Collected data entries
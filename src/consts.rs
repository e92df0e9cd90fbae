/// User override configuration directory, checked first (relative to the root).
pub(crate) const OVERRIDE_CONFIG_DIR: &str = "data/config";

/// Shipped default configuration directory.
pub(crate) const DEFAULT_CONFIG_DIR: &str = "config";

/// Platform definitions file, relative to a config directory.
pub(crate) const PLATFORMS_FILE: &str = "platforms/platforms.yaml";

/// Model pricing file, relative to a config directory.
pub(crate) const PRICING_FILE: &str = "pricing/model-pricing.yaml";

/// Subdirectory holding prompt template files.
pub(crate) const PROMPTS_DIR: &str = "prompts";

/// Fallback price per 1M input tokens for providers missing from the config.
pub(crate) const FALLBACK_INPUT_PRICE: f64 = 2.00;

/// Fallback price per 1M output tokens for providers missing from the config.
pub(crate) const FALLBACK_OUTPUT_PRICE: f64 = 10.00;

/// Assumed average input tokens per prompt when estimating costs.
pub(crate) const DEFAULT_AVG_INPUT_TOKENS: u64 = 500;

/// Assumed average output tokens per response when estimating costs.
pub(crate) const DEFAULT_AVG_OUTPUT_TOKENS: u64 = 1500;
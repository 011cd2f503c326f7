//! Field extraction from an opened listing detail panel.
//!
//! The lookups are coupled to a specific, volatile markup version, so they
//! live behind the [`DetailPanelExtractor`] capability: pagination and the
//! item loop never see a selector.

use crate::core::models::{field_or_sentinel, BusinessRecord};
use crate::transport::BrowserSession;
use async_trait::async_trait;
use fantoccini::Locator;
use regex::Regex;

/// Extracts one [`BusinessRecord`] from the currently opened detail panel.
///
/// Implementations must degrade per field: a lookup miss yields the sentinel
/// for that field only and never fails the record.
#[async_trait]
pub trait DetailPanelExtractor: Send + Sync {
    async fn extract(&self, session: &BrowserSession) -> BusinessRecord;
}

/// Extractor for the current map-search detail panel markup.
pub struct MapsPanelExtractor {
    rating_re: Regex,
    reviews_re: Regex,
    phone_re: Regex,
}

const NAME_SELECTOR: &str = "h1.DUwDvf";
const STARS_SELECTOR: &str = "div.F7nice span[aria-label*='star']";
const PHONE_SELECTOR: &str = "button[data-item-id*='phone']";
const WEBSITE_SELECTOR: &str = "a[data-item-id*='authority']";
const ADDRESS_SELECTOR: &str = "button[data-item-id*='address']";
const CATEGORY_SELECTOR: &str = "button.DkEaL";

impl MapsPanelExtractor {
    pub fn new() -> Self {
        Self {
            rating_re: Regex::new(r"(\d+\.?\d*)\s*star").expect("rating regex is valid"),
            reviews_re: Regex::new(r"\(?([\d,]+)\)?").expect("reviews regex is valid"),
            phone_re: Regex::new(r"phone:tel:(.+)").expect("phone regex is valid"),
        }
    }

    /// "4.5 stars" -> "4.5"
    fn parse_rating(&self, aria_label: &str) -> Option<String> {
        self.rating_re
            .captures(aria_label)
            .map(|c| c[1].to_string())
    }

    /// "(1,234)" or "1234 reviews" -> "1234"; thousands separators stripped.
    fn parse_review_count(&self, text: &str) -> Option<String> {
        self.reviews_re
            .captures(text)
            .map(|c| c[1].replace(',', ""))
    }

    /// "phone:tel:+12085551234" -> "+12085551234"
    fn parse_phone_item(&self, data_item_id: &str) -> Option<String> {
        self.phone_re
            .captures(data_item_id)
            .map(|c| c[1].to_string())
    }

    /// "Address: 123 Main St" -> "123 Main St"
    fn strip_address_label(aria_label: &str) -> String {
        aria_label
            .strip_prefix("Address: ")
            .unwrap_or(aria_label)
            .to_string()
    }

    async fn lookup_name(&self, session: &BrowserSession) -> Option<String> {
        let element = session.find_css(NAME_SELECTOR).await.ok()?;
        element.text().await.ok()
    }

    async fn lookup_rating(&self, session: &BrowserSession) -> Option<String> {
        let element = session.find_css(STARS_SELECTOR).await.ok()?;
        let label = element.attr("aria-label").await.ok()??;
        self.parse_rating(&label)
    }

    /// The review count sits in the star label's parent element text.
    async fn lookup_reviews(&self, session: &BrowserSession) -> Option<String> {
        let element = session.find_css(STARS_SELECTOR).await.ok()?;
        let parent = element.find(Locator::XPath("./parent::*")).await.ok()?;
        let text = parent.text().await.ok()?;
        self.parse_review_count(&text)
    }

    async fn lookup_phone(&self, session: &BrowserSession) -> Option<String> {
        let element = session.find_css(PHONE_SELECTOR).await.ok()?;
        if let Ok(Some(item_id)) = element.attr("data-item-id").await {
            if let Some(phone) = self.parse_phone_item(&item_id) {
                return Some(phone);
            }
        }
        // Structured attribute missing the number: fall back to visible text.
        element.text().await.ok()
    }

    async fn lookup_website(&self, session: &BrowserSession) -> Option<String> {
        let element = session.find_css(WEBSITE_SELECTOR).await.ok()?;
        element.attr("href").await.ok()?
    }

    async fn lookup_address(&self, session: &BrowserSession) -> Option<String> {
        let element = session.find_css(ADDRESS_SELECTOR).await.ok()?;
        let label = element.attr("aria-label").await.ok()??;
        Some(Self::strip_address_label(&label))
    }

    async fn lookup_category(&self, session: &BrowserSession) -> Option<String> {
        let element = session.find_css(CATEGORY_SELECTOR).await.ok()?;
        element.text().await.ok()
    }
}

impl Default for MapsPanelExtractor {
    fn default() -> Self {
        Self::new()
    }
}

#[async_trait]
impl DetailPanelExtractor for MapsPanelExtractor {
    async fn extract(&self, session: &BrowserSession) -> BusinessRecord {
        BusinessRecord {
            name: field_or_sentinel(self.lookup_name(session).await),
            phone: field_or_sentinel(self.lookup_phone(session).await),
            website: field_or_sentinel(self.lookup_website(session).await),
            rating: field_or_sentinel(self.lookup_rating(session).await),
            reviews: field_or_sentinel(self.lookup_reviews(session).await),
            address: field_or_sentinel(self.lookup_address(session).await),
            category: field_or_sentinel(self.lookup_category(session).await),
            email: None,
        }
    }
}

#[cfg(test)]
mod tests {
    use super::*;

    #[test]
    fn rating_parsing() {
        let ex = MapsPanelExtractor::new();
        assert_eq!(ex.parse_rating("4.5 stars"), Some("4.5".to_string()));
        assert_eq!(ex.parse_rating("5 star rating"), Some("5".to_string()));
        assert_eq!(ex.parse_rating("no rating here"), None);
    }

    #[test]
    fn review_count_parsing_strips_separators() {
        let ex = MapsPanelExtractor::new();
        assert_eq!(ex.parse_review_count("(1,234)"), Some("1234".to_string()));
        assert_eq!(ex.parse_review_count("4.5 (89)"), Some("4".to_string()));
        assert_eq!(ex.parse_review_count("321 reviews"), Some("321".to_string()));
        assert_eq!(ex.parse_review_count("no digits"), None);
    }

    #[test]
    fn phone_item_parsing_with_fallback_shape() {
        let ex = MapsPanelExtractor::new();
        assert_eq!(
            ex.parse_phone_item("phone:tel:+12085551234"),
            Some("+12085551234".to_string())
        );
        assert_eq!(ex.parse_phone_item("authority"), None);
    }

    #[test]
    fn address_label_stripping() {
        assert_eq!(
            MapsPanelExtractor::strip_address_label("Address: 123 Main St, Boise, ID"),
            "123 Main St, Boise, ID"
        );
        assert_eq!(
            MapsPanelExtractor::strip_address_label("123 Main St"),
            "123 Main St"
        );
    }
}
...
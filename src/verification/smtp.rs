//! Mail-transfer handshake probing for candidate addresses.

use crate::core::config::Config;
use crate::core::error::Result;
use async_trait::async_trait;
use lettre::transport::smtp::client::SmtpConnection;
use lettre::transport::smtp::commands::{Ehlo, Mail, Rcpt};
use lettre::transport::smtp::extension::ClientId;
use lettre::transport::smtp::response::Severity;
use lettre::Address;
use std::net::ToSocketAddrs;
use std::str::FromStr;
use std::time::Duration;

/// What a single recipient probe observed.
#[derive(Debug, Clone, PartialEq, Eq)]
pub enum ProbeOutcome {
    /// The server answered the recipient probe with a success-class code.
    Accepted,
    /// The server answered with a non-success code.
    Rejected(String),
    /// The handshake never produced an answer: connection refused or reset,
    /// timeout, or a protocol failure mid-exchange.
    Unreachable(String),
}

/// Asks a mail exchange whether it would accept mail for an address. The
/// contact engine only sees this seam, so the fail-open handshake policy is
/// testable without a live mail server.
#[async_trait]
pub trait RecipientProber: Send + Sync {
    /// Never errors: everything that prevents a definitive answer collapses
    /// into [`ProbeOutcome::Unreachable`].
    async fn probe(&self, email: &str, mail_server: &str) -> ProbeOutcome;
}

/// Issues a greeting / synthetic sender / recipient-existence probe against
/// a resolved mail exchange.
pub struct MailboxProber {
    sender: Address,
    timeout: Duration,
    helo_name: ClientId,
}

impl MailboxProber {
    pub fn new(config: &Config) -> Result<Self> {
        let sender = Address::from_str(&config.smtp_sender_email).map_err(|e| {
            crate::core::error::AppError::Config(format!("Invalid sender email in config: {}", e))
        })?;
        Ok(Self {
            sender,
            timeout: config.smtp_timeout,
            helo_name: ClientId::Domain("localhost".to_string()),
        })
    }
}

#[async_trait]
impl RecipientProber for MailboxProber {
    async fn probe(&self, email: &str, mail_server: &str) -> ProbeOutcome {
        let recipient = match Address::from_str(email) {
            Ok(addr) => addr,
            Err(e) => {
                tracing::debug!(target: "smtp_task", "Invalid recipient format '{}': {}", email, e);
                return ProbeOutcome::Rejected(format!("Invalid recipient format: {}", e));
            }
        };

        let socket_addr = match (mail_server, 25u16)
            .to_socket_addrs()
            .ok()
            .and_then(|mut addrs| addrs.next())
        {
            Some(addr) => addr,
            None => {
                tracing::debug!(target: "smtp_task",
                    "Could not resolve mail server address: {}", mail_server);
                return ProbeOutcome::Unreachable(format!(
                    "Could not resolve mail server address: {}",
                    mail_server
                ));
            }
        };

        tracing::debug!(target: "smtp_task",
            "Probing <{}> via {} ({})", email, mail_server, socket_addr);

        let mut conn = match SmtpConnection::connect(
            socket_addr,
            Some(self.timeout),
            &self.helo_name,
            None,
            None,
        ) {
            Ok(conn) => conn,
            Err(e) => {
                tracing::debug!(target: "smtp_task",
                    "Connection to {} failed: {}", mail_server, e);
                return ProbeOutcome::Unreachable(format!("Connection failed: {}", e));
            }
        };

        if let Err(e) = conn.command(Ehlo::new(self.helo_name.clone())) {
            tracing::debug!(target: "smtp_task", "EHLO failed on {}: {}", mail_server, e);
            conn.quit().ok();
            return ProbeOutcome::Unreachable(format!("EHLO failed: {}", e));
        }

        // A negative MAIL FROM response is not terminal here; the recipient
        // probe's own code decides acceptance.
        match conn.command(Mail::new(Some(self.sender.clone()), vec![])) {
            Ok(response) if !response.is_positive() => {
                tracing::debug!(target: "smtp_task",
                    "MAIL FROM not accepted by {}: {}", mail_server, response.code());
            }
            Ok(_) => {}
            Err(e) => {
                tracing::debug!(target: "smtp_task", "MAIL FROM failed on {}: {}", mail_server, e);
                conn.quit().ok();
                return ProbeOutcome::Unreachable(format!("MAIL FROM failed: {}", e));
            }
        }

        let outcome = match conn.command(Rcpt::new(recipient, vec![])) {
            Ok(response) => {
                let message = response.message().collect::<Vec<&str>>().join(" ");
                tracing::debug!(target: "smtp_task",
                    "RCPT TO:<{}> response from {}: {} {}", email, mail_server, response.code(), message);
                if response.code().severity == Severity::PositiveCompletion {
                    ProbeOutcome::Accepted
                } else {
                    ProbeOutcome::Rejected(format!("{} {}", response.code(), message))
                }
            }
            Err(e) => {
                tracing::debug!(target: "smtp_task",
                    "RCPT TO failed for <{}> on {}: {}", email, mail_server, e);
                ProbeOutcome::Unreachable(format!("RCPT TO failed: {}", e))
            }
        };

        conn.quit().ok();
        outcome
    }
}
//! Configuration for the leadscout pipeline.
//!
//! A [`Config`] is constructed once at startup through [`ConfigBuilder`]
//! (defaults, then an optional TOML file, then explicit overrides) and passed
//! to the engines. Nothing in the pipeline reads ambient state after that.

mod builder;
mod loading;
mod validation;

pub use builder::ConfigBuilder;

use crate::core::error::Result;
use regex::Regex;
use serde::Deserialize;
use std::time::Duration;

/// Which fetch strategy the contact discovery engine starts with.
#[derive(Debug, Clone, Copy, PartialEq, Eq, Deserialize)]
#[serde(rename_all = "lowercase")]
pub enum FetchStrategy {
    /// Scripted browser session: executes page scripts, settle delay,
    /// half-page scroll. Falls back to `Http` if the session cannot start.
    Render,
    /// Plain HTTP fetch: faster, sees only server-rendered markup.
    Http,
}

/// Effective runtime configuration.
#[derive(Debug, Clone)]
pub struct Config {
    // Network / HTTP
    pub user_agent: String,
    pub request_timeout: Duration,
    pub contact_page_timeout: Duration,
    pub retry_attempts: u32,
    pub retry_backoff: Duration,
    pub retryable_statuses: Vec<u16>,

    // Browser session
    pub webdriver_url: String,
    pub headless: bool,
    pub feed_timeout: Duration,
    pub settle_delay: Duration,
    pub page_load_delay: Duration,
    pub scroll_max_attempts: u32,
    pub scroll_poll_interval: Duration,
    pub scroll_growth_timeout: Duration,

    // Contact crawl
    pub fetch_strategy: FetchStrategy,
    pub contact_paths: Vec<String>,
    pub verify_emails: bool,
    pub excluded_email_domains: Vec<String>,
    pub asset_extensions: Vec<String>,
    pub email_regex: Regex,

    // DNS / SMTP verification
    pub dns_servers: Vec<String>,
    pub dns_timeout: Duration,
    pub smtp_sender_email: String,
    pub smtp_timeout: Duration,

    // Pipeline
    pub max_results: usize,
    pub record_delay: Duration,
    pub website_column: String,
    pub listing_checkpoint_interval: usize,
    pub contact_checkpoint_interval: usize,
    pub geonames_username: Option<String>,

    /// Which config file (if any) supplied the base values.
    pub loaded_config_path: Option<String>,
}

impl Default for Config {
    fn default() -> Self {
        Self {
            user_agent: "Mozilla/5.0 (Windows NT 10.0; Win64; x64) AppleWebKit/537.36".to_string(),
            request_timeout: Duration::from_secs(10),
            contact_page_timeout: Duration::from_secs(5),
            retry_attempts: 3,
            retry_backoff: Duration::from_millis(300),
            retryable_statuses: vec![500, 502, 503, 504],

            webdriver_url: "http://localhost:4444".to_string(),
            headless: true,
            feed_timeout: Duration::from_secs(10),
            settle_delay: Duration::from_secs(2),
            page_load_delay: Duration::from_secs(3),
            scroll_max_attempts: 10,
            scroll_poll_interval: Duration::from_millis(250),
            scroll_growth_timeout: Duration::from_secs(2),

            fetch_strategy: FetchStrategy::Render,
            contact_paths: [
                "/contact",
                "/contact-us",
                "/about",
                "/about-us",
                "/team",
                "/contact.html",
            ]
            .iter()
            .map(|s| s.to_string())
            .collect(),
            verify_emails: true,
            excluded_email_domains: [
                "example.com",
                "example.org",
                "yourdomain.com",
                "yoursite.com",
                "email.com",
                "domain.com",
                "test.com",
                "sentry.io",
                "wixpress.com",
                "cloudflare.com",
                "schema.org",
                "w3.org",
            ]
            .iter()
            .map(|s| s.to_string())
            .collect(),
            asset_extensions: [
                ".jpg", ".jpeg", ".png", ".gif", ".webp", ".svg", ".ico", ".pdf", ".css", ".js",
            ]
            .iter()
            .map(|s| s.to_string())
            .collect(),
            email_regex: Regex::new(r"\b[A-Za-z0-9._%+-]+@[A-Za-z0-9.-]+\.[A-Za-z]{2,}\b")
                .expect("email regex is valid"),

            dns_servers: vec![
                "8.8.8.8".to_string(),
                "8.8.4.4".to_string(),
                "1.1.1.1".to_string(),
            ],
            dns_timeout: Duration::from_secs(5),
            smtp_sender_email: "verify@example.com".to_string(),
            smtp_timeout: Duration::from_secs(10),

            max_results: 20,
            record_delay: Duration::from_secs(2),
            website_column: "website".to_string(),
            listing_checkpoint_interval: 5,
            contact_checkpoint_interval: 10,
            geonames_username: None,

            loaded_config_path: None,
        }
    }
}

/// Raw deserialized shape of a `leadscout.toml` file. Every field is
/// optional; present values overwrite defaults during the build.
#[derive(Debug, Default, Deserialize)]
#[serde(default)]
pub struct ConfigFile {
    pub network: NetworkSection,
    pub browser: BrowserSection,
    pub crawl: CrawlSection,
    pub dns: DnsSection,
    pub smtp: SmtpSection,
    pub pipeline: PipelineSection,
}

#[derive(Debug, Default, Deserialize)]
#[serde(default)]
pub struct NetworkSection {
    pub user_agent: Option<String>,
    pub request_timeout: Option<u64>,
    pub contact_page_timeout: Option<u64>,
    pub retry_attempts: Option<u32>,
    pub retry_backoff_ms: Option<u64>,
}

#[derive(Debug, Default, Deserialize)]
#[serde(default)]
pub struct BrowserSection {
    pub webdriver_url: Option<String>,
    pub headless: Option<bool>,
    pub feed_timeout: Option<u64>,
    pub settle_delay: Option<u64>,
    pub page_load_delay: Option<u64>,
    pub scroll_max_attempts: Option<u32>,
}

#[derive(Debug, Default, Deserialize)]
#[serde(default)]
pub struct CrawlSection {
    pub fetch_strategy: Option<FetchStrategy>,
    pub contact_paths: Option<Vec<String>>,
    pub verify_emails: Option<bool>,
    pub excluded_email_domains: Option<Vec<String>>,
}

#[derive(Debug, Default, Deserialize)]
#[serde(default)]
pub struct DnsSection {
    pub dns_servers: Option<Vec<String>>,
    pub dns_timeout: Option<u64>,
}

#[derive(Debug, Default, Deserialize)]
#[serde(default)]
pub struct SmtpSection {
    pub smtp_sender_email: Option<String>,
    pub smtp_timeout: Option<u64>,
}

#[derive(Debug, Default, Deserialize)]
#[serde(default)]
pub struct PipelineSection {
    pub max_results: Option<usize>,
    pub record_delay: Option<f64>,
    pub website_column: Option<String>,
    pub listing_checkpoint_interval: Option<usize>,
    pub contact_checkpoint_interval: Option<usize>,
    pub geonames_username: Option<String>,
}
==
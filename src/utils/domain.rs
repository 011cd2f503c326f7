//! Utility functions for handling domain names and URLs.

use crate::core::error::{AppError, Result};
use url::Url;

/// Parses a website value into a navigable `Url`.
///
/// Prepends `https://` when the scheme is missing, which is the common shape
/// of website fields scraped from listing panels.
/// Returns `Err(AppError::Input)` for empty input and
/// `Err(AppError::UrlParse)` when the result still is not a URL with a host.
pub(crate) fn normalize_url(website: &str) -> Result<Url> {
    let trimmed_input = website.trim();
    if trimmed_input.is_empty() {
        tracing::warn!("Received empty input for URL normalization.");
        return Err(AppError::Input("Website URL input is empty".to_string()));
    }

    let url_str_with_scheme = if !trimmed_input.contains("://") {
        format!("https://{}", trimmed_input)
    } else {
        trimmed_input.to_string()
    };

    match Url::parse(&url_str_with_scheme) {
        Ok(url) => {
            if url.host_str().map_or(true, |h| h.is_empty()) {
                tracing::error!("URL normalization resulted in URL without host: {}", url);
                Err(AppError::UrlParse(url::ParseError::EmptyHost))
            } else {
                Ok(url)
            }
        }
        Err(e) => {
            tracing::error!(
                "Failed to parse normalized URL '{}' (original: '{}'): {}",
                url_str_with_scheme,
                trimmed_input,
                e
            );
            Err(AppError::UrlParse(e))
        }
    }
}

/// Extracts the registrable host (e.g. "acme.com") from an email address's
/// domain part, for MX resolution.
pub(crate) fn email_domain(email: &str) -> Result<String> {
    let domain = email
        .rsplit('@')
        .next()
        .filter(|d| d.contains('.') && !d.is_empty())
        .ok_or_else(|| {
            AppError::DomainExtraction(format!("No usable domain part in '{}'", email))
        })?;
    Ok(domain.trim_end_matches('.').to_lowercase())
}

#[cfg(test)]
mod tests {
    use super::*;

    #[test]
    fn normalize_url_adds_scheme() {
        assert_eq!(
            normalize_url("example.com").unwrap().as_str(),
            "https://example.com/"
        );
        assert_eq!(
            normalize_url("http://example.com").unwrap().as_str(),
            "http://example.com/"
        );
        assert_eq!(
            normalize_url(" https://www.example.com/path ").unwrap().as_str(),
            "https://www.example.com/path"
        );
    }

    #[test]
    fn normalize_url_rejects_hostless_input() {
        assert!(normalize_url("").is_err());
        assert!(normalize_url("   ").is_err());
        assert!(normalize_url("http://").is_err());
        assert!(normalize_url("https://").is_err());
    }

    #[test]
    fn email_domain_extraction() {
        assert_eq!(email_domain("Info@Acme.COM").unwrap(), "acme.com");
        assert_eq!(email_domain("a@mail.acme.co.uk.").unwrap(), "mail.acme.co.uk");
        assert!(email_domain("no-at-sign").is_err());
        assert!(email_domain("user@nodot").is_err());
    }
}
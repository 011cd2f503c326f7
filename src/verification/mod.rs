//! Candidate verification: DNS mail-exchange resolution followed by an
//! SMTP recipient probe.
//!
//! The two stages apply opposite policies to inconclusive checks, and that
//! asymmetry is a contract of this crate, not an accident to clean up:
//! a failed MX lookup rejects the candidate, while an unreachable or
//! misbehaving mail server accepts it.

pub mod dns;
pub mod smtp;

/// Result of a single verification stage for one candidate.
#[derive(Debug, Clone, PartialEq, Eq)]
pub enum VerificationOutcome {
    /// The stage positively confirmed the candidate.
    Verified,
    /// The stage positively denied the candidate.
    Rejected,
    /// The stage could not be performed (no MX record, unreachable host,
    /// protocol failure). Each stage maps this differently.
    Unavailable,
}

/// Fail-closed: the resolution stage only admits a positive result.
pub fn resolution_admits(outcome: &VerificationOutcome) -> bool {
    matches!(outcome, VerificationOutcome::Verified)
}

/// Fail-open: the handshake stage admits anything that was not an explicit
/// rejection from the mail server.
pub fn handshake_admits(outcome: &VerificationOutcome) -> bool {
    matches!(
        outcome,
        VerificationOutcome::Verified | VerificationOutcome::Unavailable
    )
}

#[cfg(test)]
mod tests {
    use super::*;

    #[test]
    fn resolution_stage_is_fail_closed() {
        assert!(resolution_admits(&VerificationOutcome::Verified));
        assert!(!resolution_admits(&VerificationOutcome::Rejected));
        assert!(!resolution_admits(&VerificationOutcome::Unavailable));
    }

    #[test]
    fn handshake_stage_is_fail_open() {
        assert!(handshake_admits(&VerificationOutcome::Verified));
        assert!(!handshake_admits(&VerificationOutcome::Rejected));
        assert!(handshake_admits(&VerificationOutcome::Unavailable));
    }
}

Requirement: List every line above that contains the word "exchange".

Solved exercise:
    /// timeout, or a protocol failure mid-exchange.
/// Asks a mail exchange whether it would accept mail for an address. The
/// a resolved mail exchange.
//! Candidate verification: DNS mail-exchange resolution followed by an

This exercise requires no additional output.